• EXERCISE DIRECTIONS:
Scan the records for lines with the word "body", and copy every such line.

Recorded data
= Beginning of Section =
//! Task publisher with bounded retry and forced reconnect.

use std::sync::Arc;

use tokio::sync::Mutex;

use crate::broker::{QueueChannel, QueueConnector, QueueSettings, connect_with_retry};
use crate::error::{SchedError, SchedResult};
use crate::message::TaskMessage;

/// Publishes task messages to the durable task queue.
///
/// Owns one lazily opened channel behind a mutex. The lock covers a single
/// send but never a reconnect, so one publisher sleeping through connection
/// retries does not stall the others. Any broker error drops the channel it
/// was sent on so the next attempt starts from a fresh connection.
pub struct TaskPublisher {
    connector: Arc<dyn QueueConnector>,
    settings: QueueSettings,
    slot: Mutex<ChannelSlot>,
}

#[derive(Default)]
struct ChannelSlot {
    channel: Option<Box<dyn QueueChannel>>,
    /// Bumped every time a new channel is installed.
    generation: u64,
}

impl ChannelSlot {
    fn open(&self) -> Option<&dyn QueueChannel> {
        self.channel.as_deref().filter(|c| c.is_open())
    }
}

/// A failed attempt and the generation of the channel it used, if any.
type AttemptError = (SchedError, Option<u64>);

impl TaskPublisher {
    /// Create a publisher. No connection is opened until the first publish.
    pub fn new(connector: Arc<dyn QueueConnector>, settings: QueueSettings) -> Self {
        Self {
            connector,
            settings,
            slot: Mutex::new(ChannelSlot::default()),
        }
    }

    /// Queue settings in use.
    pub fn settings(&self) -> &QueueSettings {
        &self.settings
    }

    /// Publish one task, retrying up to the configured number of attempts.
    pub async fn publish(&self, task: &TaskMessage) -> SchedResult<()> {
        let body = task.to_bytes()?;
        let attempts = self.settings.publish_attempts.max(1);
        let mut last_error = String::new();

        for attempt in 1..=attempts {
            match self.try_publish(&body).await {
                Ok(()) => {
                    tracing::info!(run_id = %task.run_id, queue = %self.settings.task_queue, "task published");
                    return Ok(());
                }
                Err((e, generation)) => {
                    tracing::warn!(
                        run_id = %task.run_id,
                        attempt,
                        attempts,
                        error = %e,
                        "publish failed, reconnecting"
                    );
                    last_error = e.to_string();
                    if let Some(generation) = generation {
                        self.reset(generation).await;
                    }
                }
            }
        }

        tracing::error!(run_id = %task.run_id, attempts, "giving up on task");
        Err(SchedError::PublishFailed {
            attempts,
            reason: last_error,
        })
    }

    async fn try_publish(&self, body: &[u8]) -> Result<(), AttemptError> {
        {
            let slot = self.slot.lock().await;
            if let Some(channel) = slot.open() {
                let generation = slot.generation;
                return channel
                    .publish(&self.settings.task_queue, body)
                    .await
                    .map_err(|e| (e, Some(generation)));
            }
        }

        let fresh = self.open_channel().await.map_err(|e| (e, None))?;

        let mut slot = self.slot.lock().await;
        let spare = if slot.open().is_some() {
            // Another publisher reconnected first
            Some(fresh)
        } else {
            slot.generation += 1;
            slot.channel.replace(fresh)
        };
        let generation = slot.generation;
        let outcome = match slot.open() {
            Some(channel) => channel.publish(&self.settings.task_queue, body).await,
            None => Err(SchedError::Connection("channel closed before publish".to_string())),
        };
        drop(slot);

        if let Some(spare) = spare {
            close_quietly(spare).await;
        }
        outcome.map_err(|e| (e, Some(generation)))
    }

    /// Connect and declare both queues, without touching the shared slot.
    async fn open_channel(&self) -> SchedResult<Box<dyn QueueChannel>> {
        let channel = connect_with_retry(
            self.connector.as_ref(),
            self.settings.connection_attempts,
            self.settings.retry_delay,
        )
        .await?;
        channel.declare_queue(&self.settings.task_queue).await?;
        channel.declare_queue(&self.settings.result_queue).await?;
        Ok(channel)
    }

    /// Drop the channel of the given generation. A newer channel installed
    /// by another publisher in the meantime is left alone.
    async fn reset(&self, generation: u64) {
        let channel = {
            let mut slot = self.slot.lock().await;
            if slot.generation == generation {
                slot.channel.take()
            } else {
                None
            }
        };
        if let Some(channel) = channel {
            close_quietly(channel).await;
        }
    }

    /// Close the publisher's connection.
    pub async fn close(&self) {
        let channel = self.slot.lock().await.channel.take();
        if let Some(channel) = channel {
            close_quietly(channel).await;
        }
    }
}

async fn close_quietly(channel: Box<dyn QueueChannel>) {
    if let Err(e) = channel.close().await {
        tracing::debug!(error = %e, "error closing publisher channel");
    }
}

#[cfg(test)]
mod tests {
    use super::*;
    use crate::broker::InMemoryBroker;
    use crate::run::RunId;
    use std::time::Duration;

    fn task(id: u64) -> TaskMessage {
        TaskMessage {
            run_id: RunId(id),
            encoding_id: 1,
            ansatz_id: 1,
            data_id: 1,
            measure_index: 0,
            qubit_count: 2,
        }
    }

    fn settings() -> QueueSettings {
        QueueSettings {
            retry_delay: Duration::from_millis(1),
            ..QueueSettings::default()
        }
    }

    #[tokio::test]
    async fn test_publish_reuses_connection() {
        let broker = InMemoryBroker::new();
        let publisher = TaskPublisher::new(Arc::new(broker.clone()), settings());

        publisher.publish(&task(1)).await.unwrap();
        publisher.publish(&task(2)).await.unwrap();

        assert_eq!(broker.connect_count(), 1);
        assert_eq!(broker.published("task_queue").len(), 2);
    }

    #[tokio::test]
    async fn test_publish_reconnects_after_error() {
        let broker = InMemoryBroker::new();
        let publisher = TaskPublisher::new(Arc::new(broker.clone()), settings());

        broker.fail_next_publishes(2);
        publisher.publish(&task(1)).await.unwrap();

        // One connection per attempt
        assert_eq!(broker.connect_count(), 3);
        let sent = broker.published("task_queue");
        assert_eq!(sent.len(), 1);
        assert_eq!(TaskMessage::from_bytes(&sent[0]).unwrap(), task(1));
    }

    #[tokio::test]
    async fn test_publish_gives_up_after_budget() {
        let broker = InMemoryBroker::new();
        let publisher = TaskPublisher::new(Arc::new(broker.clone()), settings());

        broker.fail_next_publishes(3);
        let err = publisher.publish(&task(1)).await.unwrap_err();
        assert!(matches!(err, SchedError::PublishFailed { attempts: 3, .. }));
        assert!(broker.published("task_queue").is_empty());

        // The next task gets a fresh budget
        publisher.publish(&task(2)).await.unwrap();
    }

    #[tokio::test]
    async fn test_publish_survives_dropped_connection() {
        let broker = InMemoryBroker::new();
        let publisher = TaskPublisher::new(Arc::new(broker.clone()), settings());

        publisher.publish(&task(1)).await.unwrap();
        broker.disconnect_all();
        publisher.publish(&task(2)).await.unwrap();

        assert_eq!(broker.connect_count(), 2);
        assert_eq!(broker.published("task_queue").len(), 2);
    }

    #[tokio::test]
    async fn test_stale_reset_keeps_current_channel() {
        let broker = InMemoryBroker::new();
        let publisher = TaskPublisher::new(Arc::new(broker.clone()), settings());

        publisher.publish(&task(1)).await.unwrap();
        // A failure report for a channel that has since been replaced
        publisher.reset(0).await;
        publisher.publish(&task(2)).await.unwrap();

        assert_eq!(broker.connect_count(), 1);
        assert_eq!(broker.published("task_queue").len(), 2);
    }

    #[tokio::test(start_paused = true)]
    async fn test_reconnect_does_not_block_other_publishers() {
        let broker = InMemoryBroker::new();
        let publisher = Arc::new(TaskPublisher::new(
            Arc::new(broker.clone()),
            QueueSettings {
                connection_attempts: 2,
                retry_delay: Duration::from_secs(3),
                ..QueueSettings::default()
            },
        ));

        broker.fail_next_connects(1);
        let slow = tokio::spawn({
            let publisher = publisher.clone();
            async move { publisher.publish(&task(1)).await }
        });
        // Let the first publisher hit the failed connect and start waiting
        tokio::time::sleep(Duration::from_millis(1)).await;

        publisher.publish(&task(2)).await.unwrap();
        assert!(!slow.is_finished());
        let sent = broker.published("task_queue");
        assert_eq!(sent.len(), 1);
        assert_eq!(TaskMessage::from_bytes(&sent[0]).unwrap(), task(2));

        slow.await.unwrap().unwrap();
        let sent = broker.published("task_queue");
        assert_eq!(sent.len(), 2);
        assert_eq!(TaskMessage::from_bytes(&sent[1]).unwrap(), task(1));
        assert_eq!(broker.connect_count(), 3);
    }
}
= End of Section =
• EXERCISE SOLUTION:
        let body = task.to_bytes()?;
            match self.try_publish(&body).await {
    async fn try_publish(&self, body: &[u8]) -> Result<(), AttemptError> {
                    .publish(&self.settings.task_queue, body)
            Some(channel) => channel.publish(&self.settings.task_queue, body).await,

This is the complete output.